The study included 208 patients who were evaluated for 14 months. Patients were split into two groups; one group took ezetimibe and a statin. Patients in the other group took extended-release niacin and a statin. All patients had LDL levels under 100 mg/dL and coronary artery disease or coronary artery disease risk equivalents, including diabetes, a 10-year Framingham risk score of 20% or more or a coronary calcium score above 200 for women or 400 for men.

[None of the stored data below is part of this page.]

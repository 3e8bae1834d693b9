//! Agent executor
//!
//! [`SheetAgent`] turns one inbound chat message into one reply: it loads the
//! chat's session, builds the prompt around the active spreadsheet, runs the
//! tool loop and persists the result.

use super::memory::ConversationHistory;
use super::prompt::build_system_prompt;
use super::providers::{SheetTarget, SheetsToolProvider};
use super::registry::ToolRegistry;
use super::runner::{run_turn, RunnerConfig};
use super::session_registry::SessionRegistry;
use super::AgentError;
use crate::config::{AgentSettings, HISTORY_LIMIT};
use crate::llm::{LlmProvider, Message};
use crate::sheets::{SheetStructure, SheetsApi};
use std::sync::Arc;
use std::time::{Duration, Instant};
use tracing::{debug, info};

/// Who sent a message
#[derive(Debug, Clone, Default, PartialEq, Eq)]
pub struct UserContext {
    /// Telegram user id
    pub user_id: i64,
    /// `@username` without the `@`
    pub username: Option<String>,
    /// First name
    pub first_name: Option<String>,
    /// Last name
    pub last_name: Option<String>,
}

impl UserContext {
    /// Name used to address the user in the prompt.
    ///
    /// Prefers the username, then the full name, then `User<id>`.
    #[must_use]
    pub fn display_name(&self) -> String {
        if let Some(username) = self.username.as_deref().filter(|u| !u.trim().is_empty()) {
            return username.to_string();
        }

        let full_name = [self.first_name.as_deref(), self.last_name.as_deref()]
            .into_iter()
            .flatten()
            .map(str::trim)
            .filter(|part| !part.is_empty())
            .collect::<Vec<_>>()
            .join(" ");

        if full_name.is_empty() {
            format!("User{}", self.user_id)
        } else {
            full_name
        }
    }
}

/// Per-agent limits and defaults
#[derive(Debug, Clone)]
pub struct AgentOptions {
    /// Spreadsheet used until a chat opens another one
    pub default_spreadsheet: Option<String>,
    /// Turns kept per chat
    pub history_limit: usize,
    /// Loop limits
    pub runner: RunnerConfig,
}

impl Default for AgentOptions {
    fn default() -> Self {
        Self {
            default_spreadsheet: None,
            history_limit: HISTORY_LIMIT,
            runner: RunnerConfig::default(),
        }
    }
}

impl AgentOptions {
    /// Options taken from the loaded settings
    #[must_use]
    pub fn from_settings(settings: &AgentSettings) -> Self {
        Self {
            default_spreadsheet: settings.default_spreadsheet().map(ToString::to_string),
            history_limit: settings.history_limit,
            runner: RunnerConfig {
                max_iterations: settings.agent_max_iterations,
                tool_timeout: Duration::from_secs(settings.tool_timeout_secs),
            },
        }
    }
}

/// Spreadsheet assistant shared by all chats
pub struct SheetAgent {
    llm: Arc<dyn LlmProvider>,
    sheets: Arc<dyn SheetsApi>,
    sessions: SessionRegistry<i64>,
    options: AgentOptions,
}

impl SheetAgent {
    /// Create an agent over a model provider and a Sheets client
    #[must_use]
    pub fn new(llm: Arc<dyn LlmProvider>, sheets: Arc<dyn SheetsApi>, options: AgentOptions) -> Self {
        Self {
            llm,
            sheets,
            sessions: SessionRegistry::new(options.history_limit),
            options,
        }
    }

    /// Service-account email users must share their sheets with
    #[must_use]
    pub fn service_account_email(&self) -> String {
        self.sheets.service_account_email()
    }

    /// Access the per-chat sessions
    #[must_use]
    pub const fn sessions(&self) -> &SessionRegistry<i64> {
        &self.sessions
    }

    /// Handle one user message and return the reply.
    ///
    /// Turns of the same chat run one at a time.
    ///
    /// # Errors
    ///
    /// Returns `AgentError::Llm` when the model provider fails. Spreadsheet
    /// failures are handled inside the turn and never surface here.
    pub async fn process_message(
        &self,
        chat_id: i64,
        user: &UserContext,
        text: &str,
    ) -> Result<String, AgentError> {
        let session_arc = self.sessions.get_or_create(&chat_id).await;
        let mut session = session_arc.lock().await;
        let started = Instant::now();

        session.history.push(Message::user(text));

        let target = Arc::new(SheetTarget::new(
            session.active_spreadsheet.clone(),
            self.options.default_spreadsheet.clone(),
        ));
        let structure = self.fetch_structure(target.current().await.as_deref()).await;

        let system_prompt = build_system_prompt(
            structure.as_ref(),
            &self.sheets.service_account_email(),
            chrono::Local::now().date_naive(),
            &user.display_name(),
        );

        let mut registry = ToolRegistry::new();
        registry.register(Box::new(SheetsToolProvider::new(
            Arc::clone(&self.sheets),
            Arc::clone(&target),
        )));

        let mut transcript = session.history.messages();
        let result = run_turn(
            self.llm.as_ref(),
            &system_prompt,
            &mut transcript,
            &registry,
            &self.options.runner,
        )
        .await;

        session.active_spreadsheet = target.opened().await;
        let outcome = result?;

        session.history.push(Message::assistant(&outcome.text));
        info!(
            chat_id,
            user_id = user.user_id,
            llm_calls = outcome.llm_calls,
            tool_executions = outcome.tool_executions,
            hit_iteration_cap = outcome.hit_iteration_cap,
            duration_ms = started.elapsed().as_millis(),
            "Turn finished"
        );
        Ok(outcome.text)
    }

    /// Forget a chat's history and opened sheet
    pub async fn reset(&self, chat_id: i64) {
        self.sessions.remove(&chat_id).await;
    }

    /// Snapshot of a chat's stored history
    pub async fn history(&self, chat_id: i64) -> Option<ConversationHistory> {
        let session = self.sessions.get(&chat_id).await?;
        let history = session.lock().await.history.clone();
        Some(history)
    }

    async fn fetch_structure(&self, spreadsheet_id: Option<&str>) -> Option<SheetStructure> {
        let spreadsheet_id = spreadsheet_id?;
        match self.sheets.sheet_structure(spreadsheet_id).await {
            Ok(structure) => Some(structure),
            Err(e) => {
                debug!(spreadsheet = spreadsheet_id, error = %e, "Could not fetch sheet structure");
                None
            }
        }
    }
}

#[cfg(test)]
mod tests {
    use super::*;

    fn user(username: Option<&str>, first: Option<&str>, last: Option<&str>) -> UserContext {
        UserContext {
            user_id: 42,
            username: username.map(ToString::to_string),
            first_name: first.map(ToString::to_string),
            last_name: last.map(ToString::to_string),
        }
    }

    #[test]
    fn test_display_name_preference() {
        assert_eq!(user(Some("ann"), Some("Ann"), None).display_name(), "ann");
        assert_eq!(user(None, Some("Ann"), Some("Lee")).display_name(), "Ann Lee");
        assert_eq!(user(Some(" "), None, Some("Lee")).display_name(), "Lee");
        assert_eq!(user(None, None, None).display_name(), "User42");
    }

    #[test]
    fn test_options_from_settings() {
        let settings = AgentSettings {
            google_sheet_id: Some("abc".to_string()),
            agent_max_iterations: 3,
            tool_timeout_secs: 15,
            ..AgentSettings::default()
        };
        let options = AgentOptions::from_settings(&settings);
        assert_eq!(options.default_spreadsheet.as_deref(), Some("abc"));
        assert_eq!(options.runner.max_iterations, 3);
        assert_eq!(options.runner.tool_timeout, Duration::from_secs(15));
    }
}
//! Tool Provider trait for agent tools
//!
//! Implemented by [`SheetsToolProvider`](super::providers::SheetsToolProvider).

use super::ToolError;
use crate::llm::ToolDefinition;
use async_trait::async_trait;
use serde_json::{Map, Value};

/// Unified interface for tool providers
#[async_trait]
pub trait ToolProvider: Send + Sync {
    /// Provider name for logging and debugging
    fn name(&self) -> &'static str;

    /// Returns the list of tools this provider offers
    fn tools(&self) -> Vec<ToolDefinition>;

    /// Check if this provider can handle the given tool
    fn can_handle(&self, tool_name: &str) -> bool;

    /// Execute a tool and return its JSON result
    ///
    /// # Arguments
    ///
    /// * `tool_name` - Name of the tool to execute
    /// * `arguments` - Arguments already validated against the tool's schema
    async fn execute(
        &self,
        tool_name: &str,
        arguments: &Map<String, Value>,
    ) -> Result<Value, ToolError>;
}
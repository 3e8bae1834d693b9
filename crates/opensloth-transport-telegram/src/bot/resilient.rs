//! Telegram API calls with automatic retry.
//!
//! Network failures and flood-control answers are retried with exponential
//! backoff and jitter. A flood-control answer is retried only after the wait
//! Telegram asked for, and not at all when that wait is too long. API
//! rejections such as a malformed HTML entity are returned at once since
//! repeating the call cannot change the outcome.

use crate::config::{
    TELEGRAM_API_INITIAL_BACKOFF_MS, TELEGRAM_API_MAX_BACKOFF_MS, TELEGRAM_API_MAX_RETRIES,
    TELEGRAM_API_MAX_RETRY_AFTER_SECS,
};
use std::future::Future;
use std::time::Duration;
use teloxide::prelude::*;
use teloxide::types::{ChatId, Message, ParseMode};
use teloxide::RequestError;
use tokio_retry::strategy::{jitter, ExponentialBackoff};
use tokio_retry::RetryIf;
use tracing::warn;

/// Whether a failed request is worth repeating
#[must_use]
pub fn is_retryable(error: &RequestError) -> bool {
    match error {
        RequestError::Network(_) | RequestError::Io(_) => true,
        RequestError::RetryAfter(_) => flood_wait(error).is_some(),
        _ => false,
    }
}

/// Wait requested by a flood-control answer, if short enough to honor
fn flood_wait(error: &RequestError) -> Option<Duration> {
    match error {
        RequestError::RetryAfter(wait) if wait.seconds() <= TELEGRAM_API_MAX_RETRY_AFTER_SECS => {
            Some(Duration::from_secs(u64::from(wait.seconds())))
        }
        _ => None,
    }
}

/// Run a Telegram API operation, retrying transient failures.
///
/// # Errors
///
/// Returns the last error once retries are exhausted, or the first
/// non-retryable error.
pub async fn retry_telegram_operation<F, Fut, T>(mut operation: F) -> Result<T, RequestError>
where
    F: FnMut() -> Fut,
    Fut: Future<Output = Result<T, RequestError>>,
{
    // Delays grow 2^n * base: 500ms, 1s, 2s before jitter
    let retry_strategy = ExponentialBackoff::from_millis(2)
        .factor(TELEGRAM_API_INITIAL_BACKOFF_MS / 2)
        .max_delay(Duration::from_millis(TELEGRAM_API_MAX_BACKOFF_MS))
        .map(jitter)
        .take(TELEGRAM_API_MAX_RETRIES);

    let mut attempt = 0;
    let attempt_honoring_flood_wait = move || {
        attempt += 1;
        let retries_left = attempt <= TELEGRAM_API_MAX_RETRIES;
        let call = operation();
        async move {
            let result = call.await;
            if let Err(e) = &result {
                if let Some(wait) = flood_wait(e).filter(|_| retries_left) {
                    warn!(wait_secs = wait.as_secs(), "Telegram flood control, waiting");
                    tokio::time::sleep(wait).await;
                }
            }
            result
        }
    };

    RetryIf::spawn(retry_strategy, attempt_honoring_flood_wait, |e: &RequestError| {
        let retry = is_retryable(e);
        if retry {
            warn!(error = %e, "Telegram API call failed, retrying");
        }
        retry
    })
    .await
    .map_err(|e| {
        warn!(error = %e, "Telegram API operation failed");
        e
    })
}

/// Send a message with automatic retry on network failures.
///
/// # Errors
///
/// Returns the Telegram error after all retries are exhausted.
pub async fn send_message_resilient(
    bot: &Bot,
    chat_id: ChatId,
    text: impl Into<String>,
    parse_mode: Option<ParseMode>,
) -> Result<Message, RequestError> {
    let text = text.into();
    retry_telegram_operation(|| async {
        let mut req = bot.send_message(chat_id, text.clone());
        if let Some(pm) = parse_mode {
            req = req.parse_mode(pm);
        }
        req.await
    })
    .await
}
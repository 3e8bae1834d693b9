//! Tool Registry - manages all tool providers
//!
//! Collects tools from all registered providers, validates call arguments
//! against each tool's JSON schema and routes calls to the right provider.

use super::provider::ToolProvider;
use super::ToolError;
use crate::llm::ToolDefinition;
use serde_json::{Map, Number, Value};
use tracing::{debug, info, warn};

/// Registry that manages multiple tool providers
pub struct ToolRegistry {
    providers: Vec<Box<dyn ToolProvider>>,
}

impl ToolRegistry {
    /// Create a new empty registry
    #[must_use]
    pub const fn new() -> Self {
        Self {
            providers: Vec::new(),
        }
    }

    /// Register a new tool provider
    pub fn register(&mut self, provider: Box<dyn ToolProvider>) {
        debug!(provider = provider.name(), "Registered tool provider");
        self.providers.push(provider);
    }

    /// Get all tools from all registered providers
    #[must_use]
    pub fn all_tools(&self) -> Vec<ToolDefinition> {
        self.providers.iter().flat_map(|p| p.tools()).collect()
    }

    /// Check if any provider can handle the tool
    #[must_use]
    pub fn can_handle(&self, tool_name: &str) -> bool {
        self.providers.iter().any(|p| p.can_handle(tool_name))
    }

    /// Validate the arguments and execute the tool
    ///
    /// # Errors
    ///
    /// Returns a validation error without touching any provider when the tool
    /// is unknown or the arguments don't match its schema, otherwise whatever
    /// the provider returns.
    pub async fn execute(&self, tool_name: &str, arguments: &Value) -> Result<Value, ToolError> {
        let Some(provider) = self.providers.iter().find(|p| p.can_handle(tool_name)) else {
            warn!(tool = tool_name, "No provider found for tool");
            return Err(ToolError::UnknownTool(tool_name.to_string()));
        };

        let definition = provider
            .tools()
            .into_iter()
            .find(|t| t.name == tool_name)
            .ok_or_else(|| ToolError::UnknownTool(tool_name.to_string()))?;

        let arguments = validate_arguments(&definition, arguments)?;

        info!(
            tool = tool_name,
            provider = provider.name(),
            "Dispatching tool call"
        );
        provider.execute(tool_name, &arguments).await
    }
}

impl Default for ToolRegistry {
    fn default() -> Self {
        Self::new()
    }
}

/// Checks `arguments` against the tool's parameter schema and returns them
/// normalized: null optionals dropped, numeric strings turned into integers
/// and scalars stringified where a string is declared.
///
/// # Errors
///
/// Returns the first violation found: non-object arguments, then a missing
/// required parameter, then a type mismatch.
pub fn validate_arguments(
    definition: &ToolDefinition,
    arguments: &Value,
) -> Result<Map<String, Value>, ToolError> {
    let tool = definition.name.as_str();
    let mut args = match arguments {
        Value::Object(map) => map.clone(),
        Value::Null => Map::new(),
        _ => {
            return Err(ToolError::InvalidArguments {
                tool: tool.to_string(),
            })
        }
    };

    args.retain(|_, v| !v.is_null());

    let required = definition
        .parameters
        .get("required")
        .and_then(Value::as_array)
        .map(|r| r.iter().filter_map(Value::as_str).collect::<Vec<_>>())
        .unwrap_or_default();

    if let Some(missing) = required.iter().find(|p| !args.contains_key(**p)) {
        return Err(ToolError::MissingArgument {
            tool: tool.to_string(),
            param: (*missing).to_string(),
        });
    }

    let Some(properties) = definition
        .parameters
        .get("properties")
        .and_then(Value::as_object)
    else {
        return Ok(args);
    };

    for (param, value) in &mut args {
        let Some(expected) = properties
            .get(param)
            .and_then(|p| p.get("type"))
            .and_then(Value::as_str)
        else {
            continue;
        };
        let coerced = coerce(value, expected).ok_or_else(|| ToolError::WrongType {
            tool: tool.to_string(),
            param: param.clone(),
            expected: describe_type(expected).to_string(),
        })?;
        *value = coerced;
    }

    Ok(args)
}

fn coerce(value: &Value, expected: &str) -> Option<Value> {
    match (expected, value) {
        ("integer", Value::Number(n)) => integral(n).map(Value::from),
        ("integer", Value::String(s)) => s.trim().parse::<i64>().ok().map(Value::from),
        ("number", Value::Number(_))
        | ("boolean", Value::Bool(_))
        | ("object", Value::Object(_))
        | ("array", Value::Array(_))
        | ("string", Value::String(_)) => Some(value.clone()),
        ("string", Value::Number(_) | Value::Bool(_)) => Some(Value::String(value.to_string())),
        ("integer" | "number" | "boolean" | "object" | "array" | "string", _) => None,
        // Unknown schema types are passed through untouched
        _ => Some(value.clone()),
    }
}

#[allow(clippy::cast_possible_truncation)]
fn integral(n: &Number) -> Option<i64> {
    n.as_i64().or_else(|| {
        n.as_f64()
            .filter(|f| f.fract() == 0.0 && f.abs() < 9.0e15)
            .map(|f| f as i64)
    })
}

fn describe_type(expected: &str) -> &str {
    match expected {
        "integer" => "an integer",
        "number" => "a number",
        "boolean" => "a boolean",
        "object" => "an object",
        "array" => "an array",
        "string" => "a string",
        other => other,
    }
}

#[cfg(test)]
mod tests {
    use super::*;
    use async_trait::async_trait;
    use serde_json::json;
    use std::sync::atomic::{AtomicUsize, Ordering};
    use std::sync::Arc;

    fn update_cell() -> ToolDefinition {
        ToolDefinition {
            name: "update_cell".to_string(),
            description: "Update a specific cell".to_string(),
            parameters: json!({
                "type": "object",
                "properties": {
                    "sheet_name": {"type": "string"},
                    "row": {"type": "integer"},
                    "column": {"type": "string"},
                    "value": {"type": "string"}
                },
                "required": ["row", "column", "value"]
            }),
        }
    }

    struct CountingProvider {
        calls: Arc<AtomicUsize>,
    }

    #[async_trait]
    impl ToolProvider for CountingProvider {
        fn name(&self) -> &'static str {
            "counting"
        }

        fn tools(&self) -> Vec<ToolDefinition> {
            vec![update_cell()]
        }

        fn can_handle(&self, tool_name: &str) -> bool {
            tool_name == "update_cell"
        }

        async fn execute(
            &self,
            _tool_name: &str,
            arguments: &Map<String, Value>,
        ) -> Result<Value, ToolError> {
            self.calls.fetch_add(1, Ordering::SeqCst);
            Ok(Value::Object(arguments.clone()))
        }
    }

    #[test]
    fn test_coerces_integer_and_string() {
        let args = json!({"row": "3", "column": "Status", "value": 42, "sheet_name": null});
        let validated = validate_arguments(&update_cell(), &args)
            .unwrap_or_else(|e| panic!("validation failed: {e}"));
        assert_eq!(validated["row"], json!(3));
        assert_eq!(validated["value"], json!("42"));
        assert!(!validated.contains_key("sheet_name"));
    }

    #[test]
    fn test_float_with_fraction_is_not_integer() {
        let args = json!({"row": 2.5, "column": "A", "value": "x"});
        assert!(matches!(
            validate_arguments(&update_cell(), &args),
            Err(ToolError::WrongType { ref param, .. }) if param == "row"
        ));
        let args = json!({"row": 2.0, "column": "A", "value": "x"});
        assert!(validate_arguments(&update_cell(), &args).is_ok());
    }

    #[test]
    fn test_validation_order() {
        assert!(matches!(
            validate_arguments(&update_cell(), &json!("row=1")),
            Err(ToolError::InvalidArguments { .. })
        ));
        // Missing wins over type errors
        assert!(matches!(
            validate_arguments(&update_cell(), &json!({"row": "x", "column": null, "value": "v"})),
            Err(ToolError::MissingArgument { ref param, .. }) if param == "column"
        ));
        assert!(matches!(
            validate_arguments(&update_cell(), &json!({"row": "x", "column": "A", "value": "v"})),
            Err(ToolError::WrongType { ref expected, .. }) if expected == "an integer"
        ));
    }

    #[tokio::test]
    async fn test_invalid_call_never_reaches_provider() {
        let calls = Arc::new(AtomicUsize::new(0));
        let mut registry = ToolRegistry::new();
        registry.register(Box::new(CountingProvider {
            calls: Arc::clone(&calls),
        }));

        let unknown = registry.execute("drop_table", &json!({})).await;
        assert!(matches!(unknown, Err(ToolError::UnknownTool(_))));

        let missing = registry.execute("update_cell", &json!({"row": 1})).await;
        assert!(matches!(missing, Err(ToolError::MissingArgument { .. })));
        assert_eq!(calls.load(Ordering::SeqCst), 0);

        let ok = registry
            .execute("update_cell", &json!({"row": 1, "column": "A", "value": "v"}))
            .await;
        assert!(ok.is_ok());
        assert_eq!(calls.load(Ordering::SeqCst), 1);
    }
}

Extended-release niacin positively affects high-density lipoprotein (HDL) cholesterol (“good” cholesterol), while ezetimibe has a neutral effect on HDL. Ezetimibe remains a reasonable option for patients who are currently taking high-dose statin therapy but have not reached their LDL goal. Ezetimibe is also a reasonable option for patients who cannot tolerate statins or can only tolerate a low-dose statin. Approximately 70 percent of patients who take extended-release niacin experience side effects like skin flushing, burning and itching, which can cause some people to stop therapy.
Two ongoing clinical trials, IMProved Reduction of Outcomes: Vytorin Efficacy International Trial (IMPROVE-IT) and AIM-HIGH: Niacin Plus Statin to Prevent Vascular Events (AIM-HIGH), will provide more clinical information about the benefits of these therapies. IMPROVE-IT is an ongoing clinical trial from 2005 until 2012 in which patients are taking the statin simvastatin (Zocor) alone or in combination with ezetimibe. AIM-HIGH is an ongoing clinical trial of 3,300 patients who are taking either a statin alone or Niaspan plus simvastatin and will be completed in 2010.
Taylor AJ, Villines TC, Stanek EJ, et al. Extended-Release Niacin or Ezetimibe and Carotid Intima-Media Thickness. N Engl J Med. 2009;361:2113-2122.